EXERCISE DIRECTIONS ::
For the data below, please report each line where the word "profile" is found.

^^^^

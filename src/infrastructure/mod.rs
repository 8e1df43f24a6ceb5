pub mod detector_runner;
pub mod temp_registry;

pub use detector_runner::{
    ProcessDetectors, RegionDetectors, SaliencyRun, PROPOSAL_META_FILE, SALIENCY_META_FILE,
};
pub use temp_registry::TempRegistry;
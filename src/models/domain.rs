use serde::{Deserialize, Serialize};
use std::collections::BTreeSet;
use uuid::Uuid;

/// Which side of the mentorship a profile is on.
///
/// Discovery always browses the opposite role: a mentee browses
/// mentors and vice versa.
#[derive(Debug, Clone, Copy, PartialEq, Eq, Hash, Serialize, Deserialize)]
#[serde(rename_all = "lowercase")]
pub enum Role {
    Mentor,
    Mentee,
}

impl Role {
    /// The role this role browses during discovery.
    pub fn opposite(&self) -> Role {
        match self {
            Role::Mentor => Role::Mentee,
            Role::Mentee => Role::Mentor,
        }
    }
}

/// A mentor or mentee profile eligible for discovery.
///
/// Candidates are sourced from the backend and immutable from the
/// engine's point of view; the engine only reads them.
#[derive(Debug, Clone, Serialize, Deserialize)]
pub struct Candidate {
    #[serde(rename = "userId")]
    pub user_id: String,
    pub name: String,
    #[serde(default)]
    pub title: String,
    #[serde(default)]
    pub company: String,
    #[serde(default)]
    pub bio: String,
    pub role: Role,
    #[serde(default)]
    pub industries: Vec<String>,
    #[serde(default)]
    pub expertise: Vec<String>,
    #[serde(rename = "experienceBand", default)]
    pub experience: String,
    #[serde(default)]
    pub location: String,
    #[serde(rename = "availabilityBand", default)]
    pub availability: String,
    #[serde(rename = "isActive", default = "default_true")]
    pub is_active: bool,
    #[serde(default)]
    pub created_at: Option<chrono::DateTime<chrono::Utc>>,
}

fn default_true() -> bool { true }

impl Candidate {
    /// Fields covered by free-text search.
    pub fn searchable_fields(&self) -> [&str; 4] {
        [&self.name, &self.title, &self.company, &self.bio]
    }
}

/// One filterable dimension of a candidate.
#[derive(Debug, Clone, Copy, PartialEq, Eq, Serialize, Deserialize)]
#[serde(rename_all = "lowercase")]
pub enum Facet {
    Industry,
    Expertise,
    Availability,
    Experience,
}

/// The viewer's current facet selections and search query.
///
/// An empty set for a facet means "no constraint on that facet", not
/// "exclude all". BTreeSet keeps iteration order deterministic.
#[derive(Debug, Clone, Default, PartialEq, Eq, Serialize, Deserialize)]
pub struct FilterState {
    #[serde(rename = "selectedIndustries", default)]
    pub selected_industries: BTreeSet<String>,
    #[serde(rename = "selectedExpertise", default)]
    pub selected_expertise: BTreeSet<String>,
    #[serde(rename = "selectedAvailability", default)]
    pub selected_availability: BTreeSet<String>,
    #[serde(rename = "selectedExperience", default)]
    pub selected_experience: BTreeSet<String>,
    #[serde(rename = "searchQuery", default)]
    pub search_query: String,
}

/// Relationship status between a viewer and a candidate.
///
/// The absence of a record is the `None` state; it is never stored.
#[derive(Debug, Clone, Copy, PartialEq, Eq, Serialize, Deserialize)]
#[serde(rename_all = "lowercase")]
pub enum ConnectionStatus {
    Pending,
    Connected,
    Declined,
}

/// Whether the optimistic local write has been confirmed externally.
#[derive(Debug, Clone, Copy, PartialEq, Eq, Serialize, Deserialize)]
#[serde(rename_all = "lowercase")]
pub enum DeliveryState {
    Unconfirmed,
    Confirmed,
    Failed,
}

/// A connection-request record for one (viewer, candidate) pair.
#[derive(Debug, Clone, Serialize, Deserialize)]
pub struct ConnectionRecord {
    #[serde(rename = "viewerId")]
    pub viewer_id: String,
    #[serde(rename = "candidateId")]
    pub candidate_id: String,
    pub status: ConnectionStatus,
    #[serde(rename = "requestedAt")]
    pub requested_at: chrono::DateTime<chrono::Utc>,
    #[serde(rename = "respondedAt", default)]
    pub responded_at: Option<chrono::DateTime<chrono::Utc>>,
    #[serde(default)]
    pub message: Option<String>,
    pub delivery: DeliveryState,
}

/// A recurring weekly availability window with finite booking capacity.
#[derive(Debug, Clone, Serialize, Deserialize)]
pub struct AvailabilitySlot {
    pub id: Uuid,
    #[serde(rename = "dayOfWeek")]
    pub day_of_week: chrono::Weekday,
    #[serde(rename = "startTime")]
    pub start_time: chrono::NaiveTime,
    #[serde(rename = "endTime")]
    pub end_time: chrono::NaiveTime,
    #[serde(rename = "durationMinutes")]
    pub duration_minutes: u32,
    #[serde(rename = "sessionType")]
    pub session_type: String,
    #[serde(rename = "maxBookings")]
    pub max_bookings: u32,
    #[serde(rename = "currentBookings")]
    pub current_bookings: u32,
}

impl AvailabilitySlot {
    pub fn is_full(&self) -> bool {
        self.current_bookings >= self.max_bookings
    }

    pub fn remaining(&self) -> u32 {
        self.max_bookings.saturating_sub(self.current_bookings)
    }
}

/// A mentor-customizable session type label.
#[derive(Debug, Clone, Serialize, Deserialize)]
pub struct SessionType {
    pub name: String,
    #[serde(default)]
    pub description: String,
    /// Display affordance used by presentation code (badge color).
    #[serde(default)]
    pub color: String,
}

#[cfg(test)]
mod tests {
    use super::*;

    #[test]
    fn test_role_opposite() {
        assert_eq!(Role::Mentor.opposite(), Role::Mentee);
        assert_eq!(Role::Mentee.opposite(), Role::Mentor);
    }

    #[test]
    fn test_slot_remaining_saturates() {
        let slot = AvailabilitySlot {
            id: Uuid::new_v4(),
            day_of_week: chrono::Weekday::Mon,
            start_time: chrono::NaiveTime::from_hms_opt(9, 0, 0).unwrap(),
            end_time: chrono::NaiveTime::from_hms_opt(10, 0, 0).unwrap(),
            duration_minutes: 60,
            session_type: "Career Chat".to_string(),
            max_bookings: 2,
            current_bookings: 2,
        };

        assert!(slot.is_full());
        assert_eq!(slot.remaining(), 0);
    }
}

^^^^

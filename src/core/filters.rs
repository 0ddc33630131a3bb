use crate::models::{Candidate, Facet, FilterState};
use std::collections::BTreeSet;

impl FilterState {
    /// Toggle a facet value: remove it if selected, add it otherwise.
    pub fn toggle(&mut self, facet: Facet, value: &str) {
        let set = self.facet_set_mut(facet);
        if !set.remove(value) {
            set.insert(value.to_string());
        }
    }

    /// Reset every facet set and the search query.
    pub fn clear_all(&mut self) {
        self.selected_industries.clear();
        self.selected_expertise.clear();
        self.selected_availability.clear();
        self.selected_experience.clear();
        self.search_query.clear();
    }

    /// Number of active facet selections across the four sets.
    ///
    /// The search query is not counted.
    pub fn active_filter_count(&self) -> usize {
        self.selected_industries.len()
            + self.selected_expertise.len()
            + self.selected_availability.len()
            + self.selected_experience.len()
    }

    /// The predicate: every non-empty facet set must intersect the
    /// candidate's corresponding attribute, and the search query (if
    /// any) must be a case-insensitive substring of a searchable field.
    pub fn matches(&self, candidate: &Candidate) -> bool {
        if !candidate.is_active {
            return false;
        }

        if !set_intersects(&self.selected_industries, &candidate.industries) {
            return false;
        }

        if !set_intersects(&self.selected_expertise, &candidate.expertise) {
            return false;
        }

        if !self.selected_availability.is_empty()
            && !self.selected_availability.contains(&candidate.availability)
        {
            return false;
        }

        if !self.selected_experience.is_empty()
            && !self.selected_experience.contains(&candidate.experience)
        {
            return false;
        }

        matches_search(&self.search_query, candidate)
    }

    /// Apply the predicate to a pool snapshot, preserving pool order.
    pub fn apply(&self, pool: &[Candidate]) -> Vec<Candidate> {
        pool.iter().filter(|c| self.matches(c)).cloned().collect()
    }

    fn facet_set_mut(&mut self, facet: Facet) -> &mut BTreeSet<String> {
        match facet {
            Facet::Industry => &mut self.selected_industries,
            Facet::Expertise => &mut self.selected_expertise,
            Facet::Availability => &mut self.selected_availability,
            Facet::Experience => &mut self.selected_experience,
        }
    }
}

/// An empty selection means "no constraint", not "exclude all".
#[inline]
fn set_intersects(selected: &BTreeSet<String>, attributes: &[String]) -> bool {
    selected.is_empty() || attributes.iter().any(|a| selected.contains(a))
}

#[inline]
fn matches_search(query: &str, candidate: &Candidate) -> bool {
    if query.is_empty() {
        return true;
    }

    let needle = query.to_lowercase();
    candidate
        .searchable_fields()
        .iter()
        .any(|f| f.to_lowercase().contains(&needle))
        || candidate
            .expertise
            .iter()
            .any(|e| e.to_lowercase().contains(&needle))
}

^^^^

RESULT OF THE TASK ::
/// Which side of the mentorship a profile is on.
/// A mentor or mentee profile eligible for discovery.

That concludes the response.